Но когда я закончил, а хозяин расплатился — сполна и с лишком, скорого расставания не получилось. Хозяин, называвший Гаврилу теперь не иначе, как «художник», подрядил доморощенного выложить ещё и подпорные, в саду, стенки, а на следующий год из колотого камня облагородить цоколь особняка.
И пошло-поехало…
* * *
А камень — он благодарный: он живой. Ему тысячи лет. И он готов повернуться к тебе лучшей своей гранью — надо только повертеть его в руках бережно, внимательно в него всмотреться. И он откликнется, отзовётся чутко — обязательно! И ляжет на руку и в кладке так, что лучше и не придумаешь — как и представить-то себе ты вряд ли мог.
И не должна твоя рука дрожать.
Но и только — и только!..
Потому что, если начнёшь лепить его, как придётся («Это же дикий камень!»), если определишь материал этот благодатный в подножный («Не кирпич же отде-
лочный, не плитка»), если перейдёшь, простой смертный, запанибрата с ним на «ты»…
Убьёшь и камень, и работу, и себя — как мастера.

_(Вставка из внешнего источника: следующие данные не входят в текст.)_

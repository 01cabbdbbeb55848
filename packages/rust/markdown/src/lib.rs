//! Document-to-Markdown conversion and cleanup passes.
//!
//! Lake and HTML bodies are rewritten into plain HTML by the [`lake`] renderer,
//! converted with `htmd`, then normalized by the cleanup pipeline. Markdown
//! bodies only go through the cleanup pipeline. A YAML frontmatter block is
//! prepended unless disabled.

mod cleanup;
mod lake;

use std::sync::LazyLock;

use regex::Regex;
use tracing::{debug, instrument, warn};
use url::Url;

use lakeexport_shared::{DocDetail, LakeExportError, Result};

/// Document formats that have no textual body to convert.
const UNSUPPORTED_FORMATS: &[&str] = &["lakesheet", "laketable", "lakeboard", "lakemind"];

// ---------------------------------------------------------------------------
// Public types
// ---------------------------------------------------------------------------

/// Result of converting a document to Markdown.
#[derive(Debug, Clone)]
pub struct ConvertResult {
    /// The final Markdown content (with frontmatter, if enabled).
    pub markdown: String,
    /// Explicit or extracted document title.
    pub title: String,
    /// Approximate word count of the Markdown body (excluding frontmatter).
    pub word_count: usize,
    /// Image URLs referenced by the document, in order of appearance.
    pub images: Vec<String>,
    /// Content that could not be converted and was skipped.
    pub warnings: Vec<String>,
}

/// Options for a single conversion.
#[derive(Debug, Clone)]
pub struct ConvertOptions {
    /// Document URL, used for resolving relative links and in frontmatter.
    pub source_url: Option<String>,
    /// Override title (if `None`, extracted from first H1).
    pub title: Option<String>,
    /// RFC 3339 timestamp for the `updated_at` frontmatter field.
    pub updated_at: Option<String>,
    /// Prepend a YAML frontmatter block.
    pub frontmatter: bool,
}

impl Default for ConvertOptions {
    fn default() -> Self {
        Self {
            source_url: None,
            title: None,
            updated_at: None,
            frontmatter: true,
        }
    }
}

// ---------------------------------------------------------------------------
// Converters
// ---------------------------------------------------------------------------

/// Convert a Lake body to Markdown.
#[instrument(skip(source, opts), fields(len = source.len()))]
pub fn convert_lake(source: &str, opts: &ConvertOptions) -> Result<ConvertResult> {
    convert_markup(source, opts)
}

/// Convert an HTML body to Markdown.
///
/// HTML is a subset of what the Lake renderer accepts, so both share one path.
#[instrument(skip(html, opts), fields(len = html.len()))]
pub fn convert_html(html: &str, opts: &ConvertOptions) -> Result<ConvertResult> {
    convert_markup(html, opts)
}

/// Clean up a Markdown body.
#[instrument(skip(body, opts), fields(len = body.len()))]
pub fn convert_markdown(body: &str, opts: &ConvertOptions) -> Result<ConvertResult> {
    static IMAGE_RE: LazyLock<Regex> =
        LazyLock::new(|| Regex::new(r"!\[[^\]]*\]\(([^)\s]+)").expect("valid regex"));

    let body = body.replace("\r\n", "\n");
    let images = IMAGE_RE
        .captures_iter(&body)
        .map(|c| c[1].to_string())
        .collect();

    Ok(finish(&body, opts, images, Vec::new()))
}

/// Convert a crawled document, choosing the richest body it carries.
///
/// Preference: `body_lake`, then `body` for Markdown documents, then
/// `body_html`, then any non-empty `body`.
#[instrument(skip_all, fields(slug = %doc.slug))]
pub fn convert_document(doc: &DocDetail, opts: &ConvertOptions) -> Result<ConvertResult> {
    let format = doc.format.as_deref().unwrap_or("lake");
    if UNSUPPORTED_FORMATS.contains(&format) {
        return Err(LakeExportError::Conversion(format!(
            "document '{}' has unsupported format '{format}'",
            doc.slug
        )));
    }

    let mut opts = opts.clone();
    if opts.title.is_none() && !doc.title.trim().is_empty() {
        opts.title = Some(doc.title.clone());
    }
    if opts.updated_at.is_none() {
        opts.updated_at = Some(doc.updated_at.to_rfc3339());
    }

    if let Some(lake) = non_empty(&doc.body_lake) {
        return convert_lake(lake, &opts);
    }
    if format == "markdown" {
        if let Some(body) = non_empty(&doc.body) {
            return convert_markdown(body, &opts);
        }
    }
    if let Some(html) = non_empty(&doc.body_html) {
        return convert_html(html, &opts);
    }
    if let Some(body) = non_empty(&doc.body) {
        return convert_markdown(body, &opts);
    }

    Err(LakeExportError::Conversion(format!(
        "document '{}' has no body to convert",
        doc.slug
    )))
}

fn non_empty(field: &Option<String>) -> Option<&str> {
    field.as_deref().filter(|s| !s.trim().is_empty())
}

fn convert_markup(source: &str, opts: &ConvertOptions) -> Result<ConvertResult> {
    let converter = htmd::HtmlToMarkdown::builder()
        .skip_tags(vec!["script", "style", "iframe", "noscript", "svg"])
        .build();

    let rendered = lake::render(source, &converter);
    let raw_markdown = converter
        .convert(&rendered.html)
        .map_err(|e| LakeExportError::Conversion(format!("htmd conversion failed: {e}")))?;
    let markdown = lake::restore_raw(&raw_markdown, &rendered.raw);

    debug!(
        raw_len = raw_markdown.len(),
        placeholders = rendered.raw.len(),
        "htmd conversion complete"
    );

    Ok(finish(&markdown, opts, rendered.images, rendered.warnings))
}

/// Cleanup, title, word count and frontmatter, shared by every format.
fn finish(
    markdown: &str,
    opts: &ConvertOptions,
    images: Vec<String>,
    warnings: Vec<String>,
) -> ConvertResult {
    let base_url = opts.source_url.as_deref().and_then(|u| Url::parse(u).ok());
    let cleaned = cleanup::run_pipeline(markdown, base_url.as_ref());

    let title = opts
        .title
        .clone()
        .or_else(|| extract_title_from_markdown(&cleaned))
        .unwrap_or_else(|| "Untitled".to_string());

    let word_count = count_words(&cleaned);

    let markdown = if opts.frontmatter {
        let frontmatter = build_frontmatter(&title, opts);
        format!("{frontmatter}\n{cleaned}")
    } else {
        cleaned
    };

    if !warnings.is_empty() {
        warn!(title = %title, count = warnings.len(), "converted with skipped content");
    }
    debug!(title = %title, word_count, final_len = markdown.len(), "conversion complete");

    ConvertResult {
        markdown,
        title,
        word_count,
        images,
        warnings,
    }
}

// ---------------------------------------------------------------------------
// Helpers
// ---------------------------------------------------------------------------

/// Extract title from the first H1 in the Markdown text.
fn extract_title_from_markdown(md: &str) -> Option<String> {
    static H1_RE: LazyLock<Regex> =
        LazyLock::new(|| Regex::new(r"(?m)^# (.+)$").expect("valid regex"));

    H1_RE.captures(md).map(|c| c[1].trim().to_string())
}

/// Count words in Markdown body (excluding fenced code).
fn count_words(md: &str) -> usize {
    static CODE_BLOCK_RE: LazyLock<Regex> =
        LazyLock::new(|| Regex::new(r"(?s)```.*?```").expect("valid regex"));

    let without_code = CODE_BLOCK_RE.replace_all(md, "");
    without_code
        .split_whitespace()
        .filter(|w| !w.starts_with('#') || w.len() > 2)
        .count()
}

/// Build a YAML frontmatter block.
fn build_frontmatter(title: &str, opts: &ConvertOptions) -> String {
    let mut fm = String::from("---\n");
    fm.push_str(&format!("title: \"{}\"\n", escape_yaml_string(title)));
    if let Some(url) = &opts.source_url {
        fm.push_str(&format!("source_url: \"{}\"\n", escape_yaml_string(url)));
    }
    if let Some(ts) = &opts.updated_at {
        fm.push_str(&format!("updated_at: \"{ts}\"\n"));
    }
    fm.push_str("---\n");
    fm
}

/// Escape special characters in a YAML string value.
fn escape_yaml_string(s: &str) -> String {
    s.replace('\\', "\\\\").replace('"', "\\\"")
}

// ---------------------------------------------------------------------------
// Tests
// ---------------------------------------------------------------------------
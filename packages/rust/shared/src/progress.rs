//! Progress callbacks for long-running crawl and build operations.

/// Progress callback for reporting pipeline status.
pub trait ProgressReporter: Send + Sync {
    /// Called when entering a new phase.
    fn phase(&self, name: &str);
    /// Called when a document has been fetched or skipped during a crawl.
    fn doc_fetched(&self, title: &str, current: usize, total: usize);
    /// Called when a document has been converted during a build.
    fn doc_converted(&self, path: &str, current: usize, total: usize);
    /// Called when the operation completes.
    fn done(&self);
}

/// No-op progress reporter for headless/test usage.
pub struct SilentProgress;

impl ProgressReporter for SilentProgress {
    fn phase(&self, _name: &str) {}
    fn doc_fetched(&self, _title: &str, _current: usize, _total: usize) {}
    fn doc_converted(&self, _path: &str, _current: usize, _total: usize) {}
    fn done(&self) {}
}
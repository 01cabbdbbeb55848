//! Application configuration for lakeexport.
//!
//! The config lives in `config.json` in the working directory (overridable on
//! the command line). Only `token` is required; every other key has a default.

use std::fmt;
use std::path::Path;

use serde::{Deserialize, Serialize};
use serde_json::Value;

use crate::error::{LakeExportError, Result};

/// Default configuration file name.
pub const CONFIG_FILE_NAME: &str = "config.json";

/// Default knowledge-base host.
pub const DEFAULT_HOST: &str = "https://www.yuque.com";

// ---------------------------------------------------------------------------
// Config struct (matching config.json schema)
// ---------------------------------------------------------------------------

/// Top-level application config, deserialized from JSON.
#[derive(Clone, Serialize, Deserialize)]
pub struct AppConfig {
    /// API token sent as `X-Auth-Token`.
    pub token: String,

    /// Base URL of the knowledge-base service.
    #[serde(default = "default_host")]
    pub host: String,

    /// User-Agent header for API requests.
    #[serde(default = "default_user_agent")]
    pub user_agent: String,

    /// Root directory for crawled raw documents.
    #[serde(default = "default_storage_dir")]
    pub storage_dir: String,

    /// Root directory for converted Markdown.
    #[serde(default = "default_output_dir")]
    pub output_dir: String,

    /// Per-request timeout.
    #[serde(default = "default_timeout_secs")]
    pub timeout_secs: u64,
}

fn default_host() -> String {
    DEFAULT_HOST.into()
}
fn default_user_agent() -> String {
    concat!("lakeexport/", env!("CARGO_PKG_VERSION")).into()
}
fn default_storage_dir() -> String {
    "storage".into()
}
fn default_output_dir() -> String {
    "output".into()
}
fn default_timeout_secs() -> u64 {
    30
}

impl AppConfig {
    /// Build a config with defaults for everything but the token.
    pub fn with_token(token: impl Into<String>) -> Self {
        Self {
            token: token.into(),
            host: default_host(),
            user_agent: default_user_agent(),
            storage_dir: default_storage_dir(),
            output_dir: default_output_dir(),
            timeout_secs: default_timeout_secs(),
        }
    }

    /// A copy safe to print: the token is masked.
    pub fn redacted(&self) -> Self {
        Self {
            token: mask_token(&self.token),
            ..self.clone()
        }
    }
}

impl fmt::Debug for AppConfig {
    fn fmt(&self, f: &mut fmt::Formatter<'_>) -> fmt::Result {
        f.debug_struct("AppConfig")
            .field("token", &mask_token(&self.token))
            .field("host", &self.host)
            .field("user_agent", &self.user_agent)
            .field("storage_dir", &self.storage_dir)
            .field("output_dir", &self.output_dir)
            .field("timeout_secs", &self.timeout_secs)
            .finish()
    }
}

/// Keep the first four characters, hide the rest.
fn mask_token(token: &str) -> String {
    let visible: String = token.chars().take(4).collect();
    if token.chars().count() <= 4 {
        "****".into()
    } else {
        format!("{visible}****")
    }
}

// ---------------------------------------------------------------------------
// Config loading
// ---------------------------------------------------------------------------

/// Load and validate the config at `path`.
///
/// A missing file, a missing/empty/non-string `token`, or an ill-typed field
/// is a config error; text that is not JSON at all is a parse error.
pub fn load_config_from(path: &Path) -> Result<AppConfig> {
    let content = match std::fs::read_to_string(path) {
        Ok(content) => content,
        Err(e) if e.kind() == std::io::ErrorKind::NotFound => {
            return Err(LakeExportError::config(format!(
                "config file {} not found",
                path.display()
            )));
        }
        Err(e) => return Err(LakeExportError::io(path, e)),
    };

    let value: Value = serde_json::from_str(&content).map_err(|e| {
        LakeExportError::parse(format!("failed to parse {}: {e}", path.display()))
    })?;

    let Value::Object(map) = &value else {
        return Err(LakeExportError::config(format!(
            "{} must contain a JSON object",
            path.display()
        )));
    };

    match map.get("token") {
        Some(Value::String(token)) if !token.trim().is_empty() => {}
        Some(Value::String(_)) => {
            return Err(LakeExportError::config("`token` must not be empty"));
        }
        Some(_) => return Err(LakeExportError::config("`token` must be a string")),
        None => return Err(LakeExportError::config("missing required field `token`")),
    }

    let config: AppConfig = serde_json::from_value(value).map_err(|e| {
        LakeExportError::config(format!("invalid config in {}: {e}", path.display()))
    })?;

    tracing::debug!(?path, host = %config.host, "config loaded");
    Ok(config)
}

/// Load only the API token from the config at `path`.
pub fn load_token(path: &Path) -> Result<String> {
    load_config_from(path).map(|config| config.token)
}

/// Write a new config file holding `token` and the defaults.
/// Refuses to overwrite an existing file.
pub fn init_config(path: &Path, token: &str) -> Result<()> {
    if token.trim().is_empty() {
        return Err(LakeExportError::config("`token` must not be empty"));
    }
    if path.exists() {
        return Err(LakeExportError::config(format!(
            "{} already exists",
            path.display()
        )));
    }

    let content = serde_json::to_string_pretty(&AppConfig::with_token(token))
        .map_err(|e| LakeExportError::config(e.to_string()))?;
    std::fs::write(path, content).map_err(|e| LakeExportError::io(path, e))?;
    tracing::info!(?path, "created config file");

    Ok(())
}

#[cfg(test)]
mod tests {
    use super::*;

    fn write_config(dir: &tempfile::TempDir, content: &str) -> std::path::PathBuf {
        let path = dir.path().join(CONFIG_FILE_NAME);
        std::fs::write(&path, content).expect("write config");
        path
    }

    #[test]
    fn token_returned_verbatim() {
        let dir = tempfile::tempdir().unwrap();
        let path = write_config(&dir, r#"{"token": "abc123"}"#);
        assert_eq!(load_token(&path).unwrap(), "abc123");
    }

    #[test]
    fn defaults_fill_optional_fields() {
        let dir = tempfile::tempdir().unwrap();
        let path = write_config(&dir, r#"{"token": "abc123", "storage_dir": "/tmp/raw"}"#);
        let config = load_config_from(&path).unwrap();
        assert_eq!(config.host, DEFAULT_HOST);
        assert_eq!(config.storage_dir, "/tmp/raw");
        assert_eq!(config.output_dir, "output");
        assert_eq!(config.timeout_secs, 30);
    }

    #[test]
    fn empty_object_is_config_error() {
        let dir = tempfile::tempdir().unwrap();
        let path = write_config(&dir, "{}");
        let err = load_token(&path).unwrap_err();
        assert!(matches!(err, LakeExportError::Config { .. }), "{err}");
        assert!(err.to_string().contains("token"));
    }

    #[test]
    fn invalid_json_is_parse_error() {
        let dir = tempfile::tempdir().unwrap();
        let path = write_config(&dir, "{ token: abc123");
        let err = load_token(&path).unwrap_err();
        assert!(matches!(err, LakeExportError::Parse { .. }), "{err}");
    }

    #[test]
    fn missing_file_is_config_error() {
        let dir = tempfile::tempdir().unwrap();
        let err = load_token(&dir.path().join("nope.json")).unwrap_err();
        assert!(matches!(err, LakeExportError::Config { .. }), "{err}");
    }

    #[test]
    fn empty_or_non_string_token_rejected() {
        let dir = tempfile::tempdir().unwrap();

        let path = write_config(&dir, r#"{"token": ""}"#);
        assert!(matches!(
            load_token(&path).unwrap_err(),
            LakeExportError::Config { .. }
        ));

        let path = write_config(&dir, r#"{"token": 42}"#);
        assert!(matches!(
            load_token(&path).unwrap_err(),
            LakeExportError::Config { .. }
        ));

        let path = write_config(&dir, r#"["abc123"]"#);
        assert!(matches!(
            load_token(&path).unwrap_err(),
            LakeExportError::Config { .. }
        ));
    }

    #[test]
    fn debug_and_redacted_hide_token() {
        let config = AppConfig::with_token("supersecret");
        assert!(!format!("{config:?}").contains("supersecret"));
        assert_eq!(config.redacted().token, "supe****");
        assert_eq!(AppConfig::with_token("abc").redacted().token, "****");
    }

    #[test]
    fn init_writes_loadable_config_once() {
        let dir = tempfile::tempdir().unwrap();
        let path = dir.path().join(CONFIG_FILE_NAME);

        init_config(&path, "tok-1").unwrap();
        assert_eq!(load_token(&path).unwrap(), "tok-1");

        let err = init_config(&path, "tok-2").unwrap_err();
        assert!(err.to_string().contains("already exists"));
        assert_eq!(load_token(&path).unwrap(), "tok-1");
    }
}
//! Authenticated HTTP client for the knowledge-base API.
//!
//! All endpoints live under `<host>/api/v2/` and answer with a
//! `{ "data": ... }` envelope. The token travels in `X-Auth-Token`.

use std::time::Duration;

use reqwest::{Client, StatusCode};
use serde::Deserialize;
use serde::de::DeserializeOwned;
use tracing::{debug, instrument};
use url::Url;

use lakeexport_shared::{AppConfig, DocDetail, DocSummary, LakeExportError, Repo, Result, User};

/// Header carrying the API token.
const AUTH_HEADER: &str = "X-Auth-Token";

/// Longest server error body echoed into an error message.
const MAX_ERROR_BODY: usize = 200;

#[derive(Deserialize)]
struct Envelope<T> {
    data: T,
}

/// Client for the knowledge-base API.
#[derive(Debug, Clone)]
pub struct ApiClient {
    client: Client,
    api_base: Url,
    token: String,
}

impl ApiClient {
    /// Create a client from the loaded configuration.
    pub fn new(config: &AppConfig) -> Result<Self> {
        let host = config.host.trim_end_matches('/');
        let mut api_base = Url::parse(host)
            .map_err(|e| LakeExportError::config(format!("invalid host '{host}': {e}")))?;
        api_base
            .path_segments_mut()
            .map_err(|_| LakeExportError::config(format!("invalid host '{host}': not a base URL")))?
            .pop_if_empty()
            .extend(["api", "v2"]);

        let client = Client::builder()
            .user_agent(config.user_agent.clone())
            .redirect(reqwest::redirect::Policy::limited(5))
            .timeout(Duration::from_secs(config.timeout_secs))
            .build()
            .map_err(|e| LakeExportError::Network(format!("failed to build HTTP client: {e}")))?;

        Ok(Self {
            client,
            api_base,
            token: config.token.clone(),
        })
    }

    /// The authenticated account.
    pub async fn user(&self) -> Result<User> {
        self.request(&["user"]).await
    }

    /// Repos owned by `login`.
    pub async fn repos(&self, login: &str) -> Result<Vec<Repo>> {
        self.request(&["users", login, "repos"]).await
    }

    /// Repo detail, including its catalog.
    pub async fn repo(&self, namespace: &str) -> Result<Repo> {
        self.request(&repo_path(namespace, &[])).await
    }

    /// Documents listed in a repo.
    pub async fn docs(&self, namespace: &str) -> Result<Vec<DocSummary>> {
        self.request(&repo_path(namespace, &["docs"])).await
    }

    /// Full document with its bodies.
    pub async fn doc(&self, namespace: &str, slug: &str) -> Result<DocDetail> {
        self.request(&repo_path(namespace, &["docs", slug])).await
    }

    #[instrument(skip(self), level = "debug")]
    async fn request<T: DeserializeOwned>(&self, segments: &[&str]) -> Result<T> {
        let mut url = self.api_base.clone();
        if let Ok(mut path) = url.path_segments_mut() {
            path.extend(segments);
        }

        let response = self
            .client
            .get(url.clone())
            .header(AUTH_HEADER, &self.token)
            .send()
            .await
            .map_err(|e| LakeExportError::Network(format!("{url}: {e}")))?;

        let status = response.status();
        let body = response
            .text()
            .await
            .map_err(|e| LakeExportError::Network(format!("{url}: body read failed: {e}")))?;

        debug!(%url, status = status.as_u16(), len = body.len(), "response received");

        if !status.is_success() {
            let message = error_message(&body);
            return Err(match status {
                StatusCode::UNAUTHORIZED | StatusCode::FORBIDDEN => {
                    LakeExportError::auth(format!("{url}: {message}"))
                }
                _ => LakeExportError::Api {
                    status: status.as_u16(),
                    message: format!("{url}: {message}"),
                },
            });
        }

        serde_json::from_str::<Envelope<T>>(&body)
            .map(|envelope| envelope.data)
            .map_err(|e| LakeExportError::parse(format!("{url}: unexpected response: {e}")))
    }
}

/// `repos/<login>/<repo>/...`, one percent-encoded segment per part.
fn repo_path<'a>(namespace: &'a str, rest: &[&'a str]) -> Vec<&'a str> {
    let mut segments = vec!["repos"];
    segments.extend(namespace.split('/'));
    segments.extend_from_slice(rest);
    segments
}

/// Pull `message` out of a JSON error body, or fall back to the raw text.
fn error_message(body: &str) -> String {
    if let Ok(value) = serde_json::from_str::<serde_json::Value>(body) {
        if let Some(message) = value.get("message").and_then(|m| m.as_str()) {
            return message.to_string();
        }
    }
    let trimmed = body.trim();
    if trimmed.is_empty() {
        return "empty response".into();
    }
    trimmed.chars().take(MAX_ERROR_BODY).collect()
}

#[cfg(test)]
mod tests {
    use super::*;
    use wiremock::matchers::{header, method, path};
    use wiremock::{Mock, MockServer, ResponseTemplate};

    fn client_for(server: &MockServer) -> ApiClient {
        let mut config = AppConfig::with_token("test-token");
        config.host = server.uri();
        ApiClient::new(&config).unwrap()
    }

    #[tokio::test]
    async fn sends_token_and_unwraps_envelope() {
        let server = MockServer::start().await;
        Mock::given(method("GET"))
            .and(path("/api/v2/user"))
            .and(header("X-Auth-Token", "test-token"))
            .respond_with(ResponseTemplate::new(200).set_body_json(serde_json::json!({
                "data": {
                    "id": 1,
                    "login": "alice",
                    "name": "Alice",
                    "updated_at": "2024-01-01T00:00:00.000Z"
                }
            })))
            .expect(1)
            .mount(&server)
            .await;

        let user = client_for(&server).user().await.unwrap();
        assert_eq!(user.login, "alice");
        assert_eq!(user.name.as_deref(), Some("Alice"));
    }

    #[tokio::test]
    async fn namespaced_paths() {
        let server = MockServer::start().await;
        Mock::given(path("/api/v2/repos/alice/notes/docs"))
            .respond_with(ResponseTemplate::new(200).set_body_json(serde_json::json!({
                "data": [
                    {"id": 1, "slug": "a", "title": "A", "updated_at": "2024-01-01T00:00:00Z"},
                    {"id": 2, "slug": "b", "title": "B", "updated_at": "2024-01-02T00:00:00Z"}
                ]
            })))
            .mount(&server)
            .await;

        let docs = client_for(&server).docs("alice/notes").await.unwrap();
        assert_eq!(docs.len(), 2);
        assert_eq!(docs[1].slug, "b");
    }

    #[tokio::test]
    async fn slugs_are_percent_encoded() {
        let server = MockServer::start().await;
        Mock::given(path("/api/v2/repos/alice/notes/docs/a%20b%3Fc%23d"))
            .respond_with(ResponseTemplate::new(200).set_body_json(serde_json::json!({
                "data": {"id": 3, "slug": "a b?c#d", "title": "Odd", "updated_at": "2024-01-01T00:00:00Z"}
            })))
            .expect(1)
            .mount(&server)
            .await;

        let doc = client_for(&server).doc("alice/notes", "a b?c#d").await.unwrap();
        assert_eq!(doc.title, "Odd");
    }

    #[test]
    fn api_base_keeps_host_path() {
        let mut config = AppConfig::with_token("t");
        config.host = "https://kb.example.com/proxy/".into();
        let client = ApiClient::new(&config).unwrap();
        assert_eq!(client.api_base.as_str(), "https://kb.example.com/proxy/api/v2");
    }

    #[tokio::test]
    async fn unauthorized_is_auth_error() {
        let server = MockServer::start().await;
        Mock::given(path("/api/v2/user"))
            .respond_with(
                ResponseTemplate::new(401)
                    .set_body_json(serde_json::json!({"message": "Unauthorized"})),
            )
            .mount(&server)
            .await;

        let err = client_for(&server).user().await.unwrap_err();
        assert!(err.is_fatal());
        assert!(err.to_string().contains("Unauthorized"));
    }

    #[tokio::test]
    async fn server_error_is_api_error() {
        let server = MockServer::start().await;
        Mock::given(path("/api/v2/repos/alice/notes"))
            .respond_with(ResponseTemplate::new(500).set_body_string("boom"))
            .mount(&server)
            .await;

        let err = client_for(&server).repo("alice/notes").await.unwrap_err();
        match err {
            LakeExportError::Api { status, message } => {
                assert_eq!(status, 500);
                assert!(message.contains("boom"));
            }
            other => panic!("expected API error, got {other}"),
        }
    }

    #[tokio::test]
    async fn malformed_body_is_parse_error() {
        let server = MockServer::start().await;
        Mock::given(path("/api/v2/user"))
            .respond_with(ResponseTemplate::new(200).set_body_string("<html>maintenance</html>"))
            .mount(&server)
            .await;

        let err = client_for(&server).user().await.unwrap_err();
        assert!(matches!(err, LakeExportError::Parse { .. }), "{err}");
    }

    #[test]
    fn invalid_host_rejected() {
        let mut config = AppConfig::with_token("t");
        config.host = "not a url".into();
        assert!(matches!(
            ApiClient::new(&config).unwrap_err(),
            LakeExportError::Config { .. }
        ));
    }

    #[test]
    fn error_message_prefers_json_message() {
        assert_eq!(error_message(r#"{"message":"Not Found"}"#), "Not Found");
        assert_eq!(error_message("  "), "empty response");
        assert_eq!(error_message("plain"), "plain");
    }
}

И станет невнятным хаосом то, что готовилось возникнуть гармонией — маленьким, но отчётливым её фрагментом в этом большом и бестолковом мире.
* * *
В полчаса ниша была расширена. Начисто убрав мусор, можно было приниматься уже и за кладку.
Сегодня?..
А как ты, Гаврила, хотел?
А я не хотел браться за всё это опять. Как не хотел возвращаться к тому же, что и пятнадцать лет назад. «Это прошедший этап!» — уверял я и Татьяну, но, главным образом, себя: и ведь верил самому себе свято!
И вот выбрел опять — по этапу — к тому, с чего начал давным- давно.
Так куда были потрачены эти пятнадцать лет жизни?
Не было никаких сил душевных об этом думать, всё это вспоминать! Так хотелось помнить только глубину Любиных глаз, упругость её талии, изящество ног, очарованье вальса и зажигательные, будоражашие кровь ритмы ча-ча-ча!.. Впрочем, одно накладывалось на другое — к крику души! — как бальное белоснежное платье в блёстках вдруг брошено на кипу старого битого кирпича с разобранной печки, и уже мистическими пятнами неумолимо проступает на нём чёрная жирная сажа… Лучше не думай — несовместимо одно с другим: волей нежданного — да и незаслуженного! — случая, сумашедше-счастливого, ты чудом ухватил несколько прекрасных жизни мгновений, и будь тем счастлив, и тем утешься, и, взяв в руки печную кельму, возвращайся к «непопулярной» своей работе… Клади кирпичи — поскорей: может быть, удастся отгородиться ими от щемящих душу воспоминаний… Неделю ведь всего-то, скрепя сердце и глаза на всё закрыв, помучиться.
И хватит! Хватит мне каминов!
* * *
В субботу, часов уж с десяти утра, парняги засобирались домой: «Помыться ж ещё надо». Но прежде потрясли подъехавшего Вадима за недельную работу — за вычетом снимаемой у него же квартиры. Такие вот взаиморасчёты: кого вы, парни, хотели нагреть?